Convolution Neural Networks (CNN) are best in their ability to detect rice diseases but still face challenges in generalizing equally well for all classes of disease in multiclass classification. Detecting rice crop disease like sheath rot is still challenging due to unavailability of dataset and intraclass variations in symptoms. Transfer learning models take more resources for execution due to its deep architecture. To conquer these challenges, VCNet, an optimized, novel and efficient multiclass rice crop disease detection framework is proposed. The study focuses on developing a shallow model with deep feature extraction to bring down the computational load with reduced time for training without compromising on any performance parameters. Further the model goes through two level optimization process where optimal hyperparameters identified through experimentation is given as parameters to genetic algorithm for optimization of VCNet during training. Novel dataset containing field images is generated with the help of plant pathologist to improve model capability to identify diseases. Rigorous empirical comparison and evaluation with state-of-the-art models for each class of disease is done to validate proposed technique. VCNet outperforms the existing transfer learning models with training accuracy 99.72 % and testing accuracy 97.71 %. It also requires fewer parameters and takes minimum training time.•The major contribution of this study is the design of an optimized, efficient and enhanced deep learning technique for multiclass rice crop disease detection embracing with batch normalization, dropout and genetic optimization algorithm to improve generalization power and restrict the overlearning capability for seen and unseen data.•Proposed VCNet, a shallow model with deep feature extraction, employs VGG16 layers for initial extraction fused with custom CNN architecture to correctly detect the challenging classes of diseases like sheath rot in multiclass classification.•The most significant observation is that VCNet accurately predicts the rice disease for each class of diseases under study whereas the existing powerful models largely misclassified for some classes of diseases in multiclass classification.

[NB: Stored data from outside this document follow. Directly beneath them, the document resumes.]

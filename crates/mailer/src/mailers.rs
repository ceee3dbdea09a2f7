use std::collections::HashMap;
use std::sync::atomic::{AtomicUsize, Ordering};
use std::sync::Mutex;
use std::time::Duration;

use async_trait::async_trait;
use postie_core::{MailRequest, Mailer};
use postie_errors::{PostieError, PostieResult};
use tokio::time::sleep;
use tracing::{debug, info, warn};

/// 日志邮件服务：只把消息写入日志
pub struct LogMailer {
    name: String,
}

impl LogMailer {
    pub fn new(name: impl Into<String>) -> Self {
        Self { name: name.into() }
    }
}

#[async_trait]
impl Mailer for LogMailer {
    async fn send(&self, request: &MailRequest) -> PostieResult<()> {
        match request {
            MailRequest::Template(r) => info!(
                mailer = %self.name,
                channel = %r.channel,
                template = %r.template,
                recipients = ?r.recipients,
                "模板邮件: {} 个变量",
                r.variables.len()
            ),
            MailRequest::Plain(r) => info!(
                mailer = %self.name,
                channel = %r.channel,
                subject = %r.subject,
                recipients = ?r.recipients,
                "普通邮件: {} 字节",
                r.body.len()
            ),
        }
        Ok(())
    }

    fn name(&self) -> &str {
        &self.name
    }

    fn driver(&self) -> &str {
        "log"
    }
}

/// 内存邮件服务：保存所有已发送的请求，便于检查
pub struct MemoryMailer {
    name: String,
    sent: Mutex<Vec<MailRequest>>,
}

impl MemoryMailer {
    pub fn new(name: impl Into<String>) -> Self {
        Self {
            name: name.into(),
            sent: Mutex::new(Vec::new()),
        }
    }

    /// 已发送请求的快照
    pub fn sent(&self) -> Vec<MailRequest> {
        self.sent
            .lock()
            .unwrap_or_else(|poisoned| poisoned.into_inner())
            .clone()
    }

    pub fn sent_count(&self) -> usize {
        self.sent
            .lock()
            .unwrap_or_else(|poisoned| poisoned.into_inner())
            .len()
    }

    pub fn clear(&self) {
        self.sent
            .lock()
            .unwrap_or_else(|poisoned| poisoned.into_inner())
            .clear();
    }
}

#[async_trait]
impl Mailer for MemoryMailer {
    async fn send(&self, request: &MailRequest) -> PostieResult<()> {
        debug!("Memory mailer '{}' stored {} request", self.name, request.kind());
        self.sent
            .lock()
            .unwrap_or_else(|poisoned| poisoned.into_inner())
            .push(request.clone());
        Ok(())
    }

    fn name(&self) -> &str {
        &self.name
    }

    fn driver(&self) -> &str {
        "memory"
    }
}

/// HTTP邮件服务：把请求以JSON形式POST到下游网关
pub struct HttpMailer {
    name: String,
    endpoint: String,
    timeout: Duration,
    headers: HashMap<String, String>,
    client: reqwest::Client,
}

impl HttpMailer {
    pub fn new(name: impl Into<String>, endpoint: impl Into<String>, timeout: Duration) -> Self {
        Self {
            name: name.into(),
            endpoint: endpoint.into(),
            timeout,
            headers: HashMap::new(),
            client: reqwest::Client::new(),
        }
    }

    pub fn with_headers(mut self, headers: HashMap<String, String>) -> Self {
        self.headers = headers;
        self
    }

    pub fn endpoint(&self) -> &str {
        &self.endpoint
    }
}

#[async_trait]
impl Mailer for HttpMailer {
    async fn send(&self, request: &MailRequest) -> PostieResult<()> {
        info!(
            "HTTP邮件服务 '{}' 发送 {} 请求: POST {}",
            self.name,
            request.kind(),
            self.endpoint
        );

        let mut request_builder = self
            .client
            .post(&self.endpoint)
            .timeout(self.timeout)
            .json(request);

        for (key, value) in &self.headers {
            request_builder = request_builder.header(key, value);
        }

        let response = request_builder
            .send()
            .await
            .map_err(|e| PostieError::Network(format!("请求 {} 失败: {e}", self.endpoint)))?;

        let status = response.status();
        if status.is_success() {
            return Ok(());
        }

        let body = response
            .text()
            .await
            .unwrap_or_else(|e| format!("读取响应体失败: {e}"));
        warn!(
            "HTTP邮件服务 '{}' 返回错误状态: {}",
            self.name,
            status.as_u16()
        );
        Err(PostieError::delivery_error(format!(
            "HTTP {}: {}",
            status.as_u16(),
            body
        )))
    }

    fn name(&self) -> &str {
        &self.name
    }

    fn driver(&self) -> &str {
        "http"
    }
}

/// 可配置结果与延迟的邮件服务
pub struct MockMailer {
    name: String,
    should_succeed: bool,
    latency_ms: u64,
    calls: AtomicUsize,
}

impl MockMailer {
    pub fn new(name: impl Into<String>, should_succeed: bool, latency_ms: u64) -> Self {
        Self {
            name: name.into(),
            should_succeed,
            latency_ms,
            calls: AtomicUsize::new(0),
        }
    }

    pub fn calls(&self) -> usize {
        self.calls.load(Ordering::SeqCst)
    }
}

#[async_trait]
impl Mailer for MockMailer {
    async fn send(&self, _request: &MailRequest) -> PostieResult<()> {
        self.calls.fetch_add(1, Ordering::SeqCst);

        if self.latency_ms > 0 {
            sleep(Duration::from_millis(self.latency_ms)).await;
        }

        if self.should_succeed {
            Ok(())
        } else {
            Err(PostieError::delivery_error(format!(
                "Mock mailer {} rejected the message",
                self.name
            )))
        }
    }

    fn name(&self) -> &str {
        &self.name
    }

    fn driver(&self) -> &str {
        "mock"
    }
}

卷积神经网络(CNN)在检测水稻病害方面能力卓越,但在多类分类中对所有病害类别进行同等良好的泛化仍面临挑战。由于缺乏数据集以及症状的类内变化,检测诸如鞘腐病等水稻作物病害仍然具有挑战性。迁移学习模型因其深度架构而需要更多资源来执行。为了克服这些挑战,提出了VCNet,这是一个优化、新颖且高效的多类水稻作物病害检测框架。该研究专注于开发一种具有深度特征提取的浅层模型,以降低计算负载并减少训练时间,同时不影响任何性能参数。此外,该模型经过两级优化过程,通过实验确定的最优超参数作为参数输入遗传算法,在训练期间对VCNet进行优化。在植物病理学家的帮助下生成了包含田间图像的新数据集,以提高模型识别病害的能力。针对每种病害类别,与现有先进模型进行了严格的实证比较和评估,以验证所提出的技术。VCNet的训练准确率为99.72%,测试准确率为97.71%,优于现有的迁移学习模型。它还需要更少的参数,并花费最少的训练时间。
•本研究的主要贡献在于设计了一种优化、高效且增强的深度学习技术,用于多类水稻作物病害检测,该技术采用批量归一化、随机失活和遗传优化算法,以提高泛化能力,并限制对可见和不可见数据的过学习能力。
•所提出的VCNet是一个具有深度特征提取的浅层模型,采用VGG16层进行初始提取,并与自定义CNN架构融合,以在多类分类中正确检测诸如鞘腐病等具有挑战性的病害类别。
•最显著的观察结果是,VCNet能够准确预测所研究的每种病害类别的水稻病害,而现有的强大模型在多类分类中对某些病害类别存在大量误分类。